ジョブの送信

既存の Dataproc クラスタにジョブを送信するには、いくつかの方法があります。たとえば、Dataproc API の jobs.submit を HTTP リクエストまたはプログラムリクエストで使用します。また、ローカルターミナルウィンドウまたは Cloud Shell で Google Cloud CLI の gcloud コマンドラインツールを使用することも、ローカルブラウザで Google Cloud Console を開いて送信することもできます。また、クラスタ内のマスターインスタンスに SSH で接続し、Dataproc サービスを使用せずにインスタンスから直接ジョブを実行することも可能です。

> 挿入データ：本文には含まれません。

//! Tests for Anthropic event parsing and request construction.

use otter_llm::{
    Anthropic, Client, FinishReason, General, Message,
    anthropic::{Event, Request},
};

#[test]
fn text_delta_maps_to_content_chunk() {
    let data = r#"{"type":"content_block_delta","index":0,"delta":{"type":"text_delta","text":"Hello"}}"#;
    let event: Event = serde_json::from_str(data).unwrap();
    let chunk = event.into_chunk().unwrap();
    assert_eq!(chunk.content(), Some("Hello"));
}

#[test]
fn message_start_carries_metadata_only() {
    let data = r#"{"type":"message_start","message":{"id":"msg_01","model":"claude-3-5-sonnet-20240620"}}"#;
    let event: Event = serde_json::from_str(data).unwrap();
    let chunk = event.into_chunk().unwrap();
    assert_eq!(chunk.meta.id.as_str(), "msg_01");
    assert!(chunk.content().is_none());
}

#[test]
fn end_turn_maps_to_stop() {
    let data = r#"{"type":"message_delta","delta":{"stop_reason":"end_turn"},"usage":{"output_tokens":42}}"#;
    let event: Event = serde_json::from_str(data).unwrap();
    let chunk = event.into_chunk().unwrap();
    assert_eq!(chunk.reason(), Some(&FinishReason::Stop));
}

#[test]
fn max_tokens_maps_to_length() {
    let data = r#"{"type":"message_delta","delta":{"stop_reason":"max_tokens"}}"#;
    let event: Event = serde_json::from_str(data).unwrap();
    let chunk = event.into_chunk().unwrap();
    assert_eq!(chunk.reason(), Some(&FinishReason::Length));
}

#[test]
fn unknown_stop_reason_maps_to_other() {
    let data = r#"{"type":"message_delta","delta":{"stop_reason":"refusal"}}"#;
    let event: Event = serde_json::from_str(data).unwrap();
    let chunk = event.into_chunk().unwrap();
    assert_eq!(chunk.reason(), Some(&FinishReason::Other));
}

#[test]
fn ping_and_stop_events_produce_no_chunk() {
    let ping: Event = serde_json::from_str(r#"{"type":"ping"}"#).unwrap();
    assert!(ping.into_chunk().is_none());

    let stop: Event = serde_json::from_str(r#"{"type":"message_stop"}"#).unwrap();
    assert!(stop.into_chunk().is_none());
}

#[test]
fn unknown_event_types_are_ignored() {
    let event: Event =
        serde_json::from_str(r#"{"type":"brand_new_event","payload":{}}"#).unwrap();
    assert!(event.into_chunk().is_none());
}

#[test]
fn request_lifts_system_messages() {
    let request = Request::from(General::default()).messages(&[
        Message::system("be brief"),
        Message::user("hi"),
        Message::assistant("hello"),
    ]);

    assert_eq!(request.system(), Some("be brief"));
    assert_eq!(request.conversation().len(), 2);
    assert_eq!(request.conversation()[0], Message::user("hi"));
}

#[test]
fn request_concatenates_multiple_system_messages() {
    let request = Request::from(General::default())
        .messages(&[Message::system("one"), Message::system("two"), Message::user("hi")]);

    assert_eq!(request.system(), Some("one\n\ntwo"));
    assert_eq!(request.conversation().len(), 1);
}

#[test]
fn provider_sets_api_headers() {
    let provider = Anthropic::new(Client::new(), "sk-ant-test").unwrap();
    let headers = provider.headers();
    assert_eq!(headers.get("x-api-key").unwrap(), "sk-ant-test");
    assert_eq!(headers.get("anthropic-version").unwrap(), "2023-06-01");
    assert!(headers.get("anthropic-beta").is_some());
    assert!(headers.get("authorization").is_none());
}
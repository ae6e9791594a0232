//! Incremental SSE `data:` line decoding.
//!
//! Provider responses arrive as arbitrary network chunks: a JSON payload
//! (or even a multi-byte character) can be split across two reads. The
//! buffer carries the partial tail between feeds and only hands back
//! complete `data:` payloads.

/// Reassembles SSE `data:` lines from raw network chunks.
#[derive(Debug, Default)]
pub struct SseBuffer {
    pending: Vec<u8>,
}

impl SseBuffer {
    /// Create an empty buffer.
    pub fn new() -> Self {
        Self::default()
    }

    /// Feed one network chunk, returning the `data:` payloads it
    /// completed. `[DONE]` markers and non-data lines (`event:`,
    /// comments, blank keep-alives) are dropped.
    pub fn feed(&mut self, input: &[u8]) -> Vec<String> {
        self.pending.extend_from_slice(input);

        let mut payloads = Vec::new();
        while let Some(pos) = self.pending.iter().position(|&b| b == b'\n') {
            let line: Vec<u8> = self.pending.drain(..=pos).collect();
            let line = String::from_utf8_lossy(&line);
            let Some(data) = line.trim_end().strip_prefix("data:") else {
                continue;
            };
            let data = data.trim();
            if data.is_empty() || data == "[DONE]" {
                continue;
            }
            payloads.push(data.to_owned());
        }

        payloads
    }
}
//! Provider abstractions for the unified LLM interfaces

use crate::{General, Message, StreamChunk};
use anyhow::Result;
use futures_util::stream::BoxStream;

/// A trait for LLM providers
///
/// One `stream` call is one model invocation: the returned stream yields
/// delta chunks and ends once the provider reports a terminal status.
/// The returned stream owns everything it needs — it must not borrow from
/// `self` or the message list, so it can outlive the call site.
pub trait LLM: Clone + Send + Sync + 'static {
    /// The chat configuration.
    type ChatConfig: From<General> + Clone + Send + 'static;

    /// Send a message list to the LLM with streaming
    fn stream(
        &self,
        config: Self::ChatConfig,
        messages: &[Message],
    ) -> BoxStream<'static, Result<StreamChunk>>;
}
//! Configuration for a chat

use compact_str::CompactString;
use serde::{Deserialize, Serialize};

/// Default per-segment generation cap, in tokens.
pub const MAX_TOKENS: u32 = 8192;

/// Chat configuration shared across providers.
///
/// Each provider converts this into its native request format via
/// `From<General>`.
#[derive(Debug, Clone, Deserialize, Serialize)]
pub struct General {
    /// The model to use
    pub model: CompactString,

    /// Per-segment generation cap, in tokens
    pub max_tokens: u32,

    /// Sampling temperature
    #[serde(default, skip_serializing_if = "Option::is_none")]
    pub temperature: Option<f32>,

    /// Nucleus sampling cutoff
    #[serde(default, skip_serializing_if = "Option::is_none")]
    pub top_p: Option<f32>,
}

impl General {
    /// Create a new configuration
    pub fn new(model: impl Into<CompactString>) -> Self {
        Self {
            model: model.into(),
            max_tokens: MAX_TOKENS,
            temperature: None,
            top_p: None,
        }
    }
}

impl Default for General {
    fn default() -> Self {
        Self::new("claude-3-5-sonnet-20240620")
    }
}
//! Continuation policy driving segment invocations and source switches.
//!
//! Each provider invocation can emit only a bounded number of tokens.
//! When one is cut off (`FinishReason::Length`), the policy appends the
//! partial assistant text and a continuation directive to the message
//! list, invokes the provider again, and switches the multiplexer to the
//! new source. The consumer never sees the seam. The chain is bounded:
//! once the ceiling is reached a still-truncated reply terminates with
//! [`StreamError::SegmentLimit`].

use crate::{SegmentStatus, StreamError, SwitchableStream, segment};
use bytes::Bytes;
use futures_core::Stream;
use llm::{FinishReason, LLM, Message};

/// Maximum number of response segments per logical reply.
pub const MAX_RESPONSE_SEGMENTS: usize = 2;

/// Continuation directive appended as a user message after a truncated
/// segment.
pub const DEFAULT_CONTINUE_PROMPT: &str = "Continue your prior response. IMPORTANT: Immediately begin from where you left off without any interruptions. Do not repeat any content that has already been sent.";

/// One logical reply driven across one or more provider invocations.
pub struct Continuation<L: LLM> {
    provider: L,
    config: L::ChatConfig,
    messages: Vec<Message>,
    max_segments: usize,
    continue_prompt: String,
}

impl<L: LLM> Continuation<L> {
    /// Create a continuation run over the given conversation.
    pub fn new(provider: L, config: L::ChatConfig, messages: Vec<Message>) -> Self {
        Self {
            provider,
            config,
            messages,
            max_segments: MAX_RESPONSE_SEGMENTS,
            continue_prompt: DEFAULT_CONTINUE_PROMPT.to_owned(),
        }
    }

    /// Override the segment ceiling.
    pub fn with_max_segments(mut self, max_segments: usize) -> Self {
        self.max_segments = max_segments;
        self
    }

    /// Override the continuation directive.
    pub fn with_continue_prompt(mut self, prompt: impl Into<String>) -> Self {
        self.continue_prompt = prompt.into();
        self
    }

    /// Start streaming the reply.
    ///
    /// Spawns the driver task and returns the logical output. Must be
    /// called from within a tokio runtime. The driver ends when the
    /// reply terminates or the consumer drops the output.
    pub fn stream(self) -> impl Stream<Item = Result<Bytes, StreamError>> + Send {
        let (control, output) = SwitchableStream::new();
        tokio::spawn(self.drive(control));
        output
    }

    /// The driver loop: one provider invocation per iteration, with the
    /// segment index made explicit by the multiplexer's switch count.
    async fn drive(mut self, control: SwitchableStream) {
        loop {
            let chunks = self.provider.stream(self.config.clone(), &self.messages);
            let (source, status) = segment(chunks);

            let attached = if control.switches() == 0 {
                control.bind(source)
            } else {
                control.switch_source(source)
            };
            if let Err(err) = attached {
                tracing::debug!("source not attached: {err}");
                return;
            }

            match status.await {
                Ok(SegmentStatus::Finished {
                    reason: FinishReason::Length,
                    text,
                }) => {
                    let switches = control.switches();
                    if switches >= self.max_segments {
                        tracing::warn!("response still truncated after {switches} segments");
                        control.fail(StreamError::SegmentLimit { switches });
                        return;
                    }

                    tracing::info!(
                        "max token limit reached: continuing response ({} switches left)",
                        self.max_segments - switches
                    );
                    self.messages.push(Message::assistant(text));
                    self.messages.push(Message::user(self.continue_prompt.as_str()));
                }
                Ok(SegmentStatus::Finished { reason, .. }) => {
                    tracing::debug!("response finished: {reason:?}");
                    control.close();
                    return;
                }
                Ok(SegmentStatus::Failed(message)) => {
                    // The source already failed the stream with the
                    // underlying error; nothing is retried.
                    tracing::error!("provider invocation failed: {message}");
                    return;
                }
                Err(_) => {
                    // Status sender dropped: the consumer disconnected and
                    // the in-flight invocation went down with the source.
                    tracing::debug!("consumer disconnected mid-segment");
                    return;
                }
            }
        }
    }
}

ジョブの同時実行性: Dataproc で同時実行されるジョブの最大数は、クラスタ作成時に dataproc:dataproc.scheduler.max-concurrent-jobs クラスタプロパティで構成できます。このプロパティ値を設定しない場合は、同時実行ジョブの上限は max((masterMemoryMb - 3584) / masterMemoryMbPerJob, 5) として計算されます。masterMemoryMb は、マスター VM のマシンタイプによって決まります。masterMemoryMbPerJob はデフォルトでは 1024 ですが、クラスタ作成時に dataproc:dataproc.scheduler.driver-size-mb クラスタプロパティで構成可能です。

ジョブの送信方法

file:/// パスを指定すると、クラスタのマスターノード上のローカルファイルを参照できます。

Console

ブラウザの Google Cloud コンソールで Dataproc の [ジョブを送信] ページを開きます。

Spark ジョブの例

サンプルの Spark ジョブを送信するには、[ジョブを送信] ページで次のようにフィールドに値を入力します。

クラスタリストから [クラスタ] 名を選択します。
[ジョブタイプ] を Spark に設定します。
[メインクラスまたは JAR] を org.apache.spark.examples.SparkPi に設定します。
[引数] を唯一の引数 1000 に設定します。
file:///usr/lib/spark/examples/jars/spark-examples.jar を [JAR ファイル] に追加します。
1. file:/// は、Hadoop LocalFileSystem スキームを表します。クラスタの作成時に、Dataproc により /usr/lib/spark/examples/jars/spark-examples.jar がクラスタのマスターノードにインストールされています。
2. あるいは、いずれかの jar の Cloud Storage パス（gs://your-bucket/your-jarfile.jar）または Hadoop 分散ファイルシステムのパス（hdfs://path-to-jar.jar）を指定することもできます。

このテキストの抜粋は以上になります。